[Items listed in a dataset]
═══

//! Input unescaping for the write tool.
//!
//! Callers send input as text; literal two-character escapes are
//! translated to their control-byte equivalents before reaching the
//! PTY, so a client can say `"ls\r"` without embedding raw bytes in
//! JSON.

/// Translate literal escapes in caller-supplied text to control bytes.
///
/// Recognized: `\r`, `\n`, `\t`, `\e`, `\\`, and `\xHH` hex escapes.
/// Malformed `\x` sequences and unknown escapes pass through unchanged;
/// they are not an error at this layer.
pub fn unescape(input: &str) -> Vec<u8> {
    let mut out = Vec::with_capacity(input.len());
    let mut buf = [0u8; 4];
    let mut chars = input.chars().peekable();

    while let Some(c) = chars.next() {
        if c != '\\' {
            out.extend_from_slice(c.encode_utf8(&mut buf).as_bytes());
            continue;
        }

        match chars.peek() {
            Some('r') => {
                chars.next();
                out.push(b'\r');
            }
            Some('n') => {
                chars.next();
                out.push(b'\n');
            }
            Some('t') => {
                chars.next();
                out.push(b'\t');
            }
            Some('e') => {
                chars.next();
                out.push(0x1b);
            }
            Some('\\') => {
                chars.next();
                out.push(b'\\');
            }
            Some('x') => {
                // Consume only when both hex digits are present.
                let mut ahead = chars.clone();
                ahead.next();
                let hi = ahead.next().and_then(|c| c.to_digit(16));
                let lo = ahead.next().and_then(|c| c.to_digit(16));
                match (hi, lo) {
                    (Some(hi), Some(lo)) => {
                        chars = ahead;
                        out.push((hi * 16 + lo) as u8);
                    }
                    _ => out.push(b'\\'),
                }
            }
            _ => out.push(b'\\'),
        }
    }

    out
}

#[cfg(test)]
mod tests {
    use super::*;

    #[test]
    fn test_plain_text_passes_through() {
        assert_eq!(unescape("ls -la"), b"ls -la");
    }

    #[test]
    fn test_control_escapes() {
        assert_eq!(unescape("a\\rb\\nc\\td"), b"a\rb\nc\td");
    }

    #[test]
    fn test_escape_key() {
        assert_eq!(unescape("\\e[A"), b"\x1b[A");
    }

    #[test]
    fn test_hex_escapes() {
        assert_eq!(unescape("\\x03"), b"\x03");
        assert_eq!(unescape("\\x1b[2J"), b"\x1b[2J");
        assert_eq!(unescape("\\xFF"), [0xff]);
    }

    #[test]
    fn test_malformed_hex_left_untouched() {
        assert_eq!(unescape("\\x"), b"\\x");
        assert_eq!(unescape("\\xZ9"), b"\\xZ9");
        assert_eq!(unescape("\\x4"), b"\\x4");
    }

    #[test]
    fn test_unknown_escape_left_untouched() {
        assert_eq!(unescape("\\q"), b"\\q");
    }

    #[test]
    fn test_double_backslash() {
        assert_eq!(unescape("a\\\\n"), b"a\\n");
    }

    #[test]
    fn test_unicode_passes_through() {
        assert_eq!(unescape("héllo"), "héllo".as_bytes());
    }

    #[test]
    fn test_trailing_backslash() {
        assert_eq!(unescape("abc\\"), b"abc\\");
    }
}
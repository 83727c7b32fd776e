//! Server configuration loaded from YAML.

use serde::{Deserialize, Serialize};
use std::path::Path;

/// Server configuration.
#[derive(Debug, Clone, Serialize, Deserialize, Default)]
#[serde(default)]
pub struct ServerConfig {
    /// Server settings
    pub server: ServerSettings,
    /// Terminal settings
    pub terminal: TerminalSettings,
}

impl ServerConfig {
    /// Load configuration from a YAML file.
    pub fn from_file<P: AsRef<Path>>(path: P) -> crate::Result<Self> {
        let content = std::fs::read_to_string(path)?;
        Self::from_yaml(&content)
    }

    /// Parse configuration from a YAML string.
    pub fn from_yaml(yaml: &str) -> crate::Result<Self> {
        let config: ServerConfig = serde_yaml::from_str(yaml)
            .map_err(|e| crate::Error::Config(e.to_string()))?;
        config.validate()?;
        Ok(config)
    }

    /// Validate configuration values.
    pub fn validate(&self) -> crate::Result<()> {
        if self.server.max_sessions == 0 {
            return Err(crate::Error::Config(
                "server.max_sessions must be > 0".to_string(),
            ));
        }

        // Zero dimensions mean an explicitly empty grid and are permitted
        // per-session, but not as the server default.
        if self.terminal.default_rows == 0 || self.terminal.default_cols == 0 {
            return Err(crate::Error::Config(
                "terminal default dimensions must be > 0".to_string(),
            ));
        }

        Ok(())
    }
}

/// Server settings.
#[derive(Debug, Clone, Serialize, Deserialize)]
#[serde(default)]
pub struct ServerSettings {
    /// Transport type (only stdio is supported)
    pub transport: String,
    /// Maximum number of concurrent sessions
    pub max_sessions: usize,
    /// Log level (trace, debug, info, warn, error)
    pub log_level: String,
}

impl Default for ServerSettings {
    fn default() -> Self {
        Self {
            transport: "stdio".to_string(),
            max_sessions: 16,
            log_level: "info".to_string(),
        }
    }
}

/// Terminal settings.
#[derive(Debug, Clone, Serialize, Deserialize)]
#[serde(default)]
pub struct TerminalSettings {
    /// Default terminal rows for new sessions
    pub default_rows: u16,
    /// Default terminal columns for new sessions
    pub default_cols: u16,
    /// Default shell when a spawn request omits one
    pub default_shell: Option<String>,
}

impl Default for TerminalSettings {
    fn default() -> Self {
        Self {
            // Wider than the classic 80x24 so TUI output is legible
            // in screenshots.
            default_rows: 40,
            default_cols: 120,
            default_shell: None,
        }
    }
}

#[cfg(test)]
mod tests {
    use super::*;

    #[test]
    fn test_config_default() {
        let config = ServerConfig::default();
        assert_eq!(config.server.transport, "stdio");
        assert_eq!(config.server.max_sessions, 16);
        assert_eq!(config.terminal.default_rows, 40);
        assert_eq!(config.terminal.default_cols, 120);
        assert!(config.validate().is_ok());
    }

    #[test]
    fn test_config_from_yaml() {
        let yaml = r#"
server:
  max_sessions: 4
  log_level: debug
terminal:
  default_rows: 24
  default_cols: 80
"#;
        let config = ServerConfig::from_yaml(yaml).unwrap();
        assert_eq!(config.server.max_sessions, 4);
        assert_eq!(config.server.log_level, "debug");
        assert_eq!(config.terminal.default_rows, 24);
    }

    #[test]
    fn test_config_rejects_zero_sessions() {
        let yaml = "server:\n  max_sessions: 0\n";
        assert!(ServerConfig::from_yaml(yaml).is_err());
    }

    #[test]
    fn test_config_rejects_zero_default_dimensions() {
        let yaml = "terminal:\n  default_rows: 0\n";
        assert!(ServerConfig::from_yaml(yaml).is_err());
    }

    #[test]
    fn test_config_invalid_yaml() {
        let result = ServerConfig::from_yaml(": not yaml :");
        assert!(result.is_err());
    }
}
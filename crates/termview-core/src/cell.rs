//! Cell and color types for the terminal grid.

use schemars::JsonSchema;
use serde::{Deserialize, Serialize};

use crate::palette::{self, Channel, Rgb};

/// Raw terminal color as reported by the escape-sequence interpreter.
///
/// The named ANSI variants correspond to palette indices 0-15; `Indexed`
/// covers the full 256-color table and `Rgb` carries 24-bit truecolor.
#[derive(Debug, Clone, Copy, PartialEq, Eq, Serialize, Deserialize, JsonSchema)]
#[serde(rename_all = "snake_case")]
pub enum Color {
    /// Default terminal color (resolves per channel)
    Default,

    /// ANSI Black (palette 0)
    Black,
    /// ANSI Red
    Red,
    /// ANSI Green
    Green,
    /// ANSI Yellow
    Yellow,
    /// ANSI Blue
    Blue,
    /// ANSI Magenta
    Magenta,
    /// ANSI Cyan
    Cyan,
    /// ANSI White
    White,

    /// Bright ANSI Black (palette 8)
    BrightBlack,
    /// Bright Red
    BrightRed,
    /// Bright Green
    BrightGreen,
    /// Bright Yellow
    BrightYellow,
    /// Bright Blue
    BrightBlue,
    /// Bright Magenta
    BrightMagenta,
    /// Bright Cyan
    BrightCyan,
    /// Bright White
    BrightWhite,

    /// 256-color palette index (0-255)
    Indexed(u8),

    /// True color RGB (24-bit)
    Rgb {
        /// Red component
        r: u8,
        /// Green component
        g: u8,
        /// Blue component
        b: u8,
    },
}

impl Color {
    /// Resolve this raw color to a concrete display color for a channel.
    pub fn resolve(&self, channel: Channel) -> Rgb {
        palette::resolve(*self, channel)
    }
}

/// Text attributes for a terminal cell.
#[derive(Debug, Clone, Copy, PartialEq, Eq, Default)]
pub struct CellAttributes {
    /// Bold/bright text
    pub bold: bool,
    /// Dimmed text
    pub dim: bool,
    /// Italic text
    pub italic: bool,
    /// Underlined text
    pub underline: bool,
    /// Blinking text
    pub blink: bool,
    /// Reverse video (swap fg/bg at render time)
    pub reverse: bool,
    /// Hidden text
    pub hidden: bool,
    /// Strikethrough text
    pub strikethrough: bool,
}

impl CellAttributes {
    /// Check if attributes are all default (no formatting).
    pub fn is_default(&self) -> bool {
        *self == Self::default()
    }

    /// Create attributes with bold enabled.
    pub fn with_bold(mut self) -> Self {
        self.bold = true;
        self
    }

    /// Create attributes with reverse video enabled.
    pub fn with_reverse(mut self) -> Self {
        self.reverse = true;
        self
    }

    /// Create attributes with underline enabled.
    pub fn with_underline(mut self) -> Self {
        self.underline = true;
        self
    }

    /// Create attributes with italic enabled.
    pub fn with_italic(mut self) -> Self {
        self.italic = true;
        self
    }
}

/// Single character cell in the live terminal grid.
#[derive(Debug, Clone, PartialEq)]
pub struct Cell {
    /// Unicode character (space if empty)
    pub character: char,
    /// Foreground color
    pub fg: Color,
    /// Background color
    pub bg: Color,
    /// Text attributes
    pub attrs: CellAttributes,
}

impl Default for Cell {
    fn default() -> Self {
        Self {
            character: ' ',
            fg: Color::Default,
            bg: Color::Default,
            attrs: CellAttributes::default(),
        }
    }
}

impl Cell {
    /// Create a new cell with a character and default styling.
    pub fn new(character: char) -> Self {
        Self {
            character,
            ..Default::default()
        }
    }

    /// Check if cell is empty (space with default attributes).
    pub fn is_empty(&self) -> bool {
        self.character == ' ' && self.attrs.is_default()
    }
}

/// Fully-resolved, immutable snapshot of one cell.
///
/// Produced fresh on every snapshot request; colors are already resolved
/// to concrete values, but the inverse swap is deliberately NOT applied
/// here - renderers apply it exactly once when compositing.
#[derive(Debug, Clone, Copy, PartialEq, Eq, Serialize, Deserialize, JsonSchema)]
pub struct CellRecord {
    /// Character at this position (space for blank)
    pub ch: char,
    /// Resolved foreground color
    pub fg: Rgb,
    /// Resolved background color
    pub bg: Rgb,
    /// Bold flag
    pub bold: bool,
    /// Italic flag
    pub italic: bool,
    /// Dim flag
    pub dim: bool,
    /// Underline flag
    pub underline: bool,
    /// Strikethrough flag
    pub strikethrough: bool,
    /// Inverse flag (fg/bg swap, applied by the renderer)
    pub inverse: bool,
}

impl Default for CellRecord {
    fn default() -> Self {
        Self {
            ch: ' ',
            fg: palette::DEFAULT_FG,
            bg: palette::DEFAULT_BG,
            bold: false,
            italic: false,
            dim: false,
            underline: false,
            strikethrough: false,
            inverse: false,
        }
    }
}

impl CellRecord {
    /// Build a snapshot record from a live cell, resolving both channels.
    pub fn from_cell(cell: &Cell) -> Self {
        Self {
            ch: cell.character,
            fg: cell.fg.resolve(Channel::Foreground),
            bg: cell.bg.resolve(Channel::Background),
            bold: cell.attrs.bold,
            italic: cell.attrs.italic,
            dim: cell.attrs.dim,
            underline: cell.attrs.underline,
            strikethrough: cell.attrs.strikethrough,
            inverse: cell.attrs.reverse,
        }
    }

    /// Effective (fg, bg) pair with the inverse swap applied.
    pub fn effective_colors(&self) -> (Rgb, Rgb) {
        if self.inverse {
            (self.bg, self.fg)
        } else {
            (self.fg, self.bg)
        }
    }
}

═══

*Goal of the exercise:*
Which lines of the data above contain the string "CellRecord"? Copy each of them.

*Exercise output:*
pub struct CellRecord {
impl Default for CellRecord {
impl CellRecord {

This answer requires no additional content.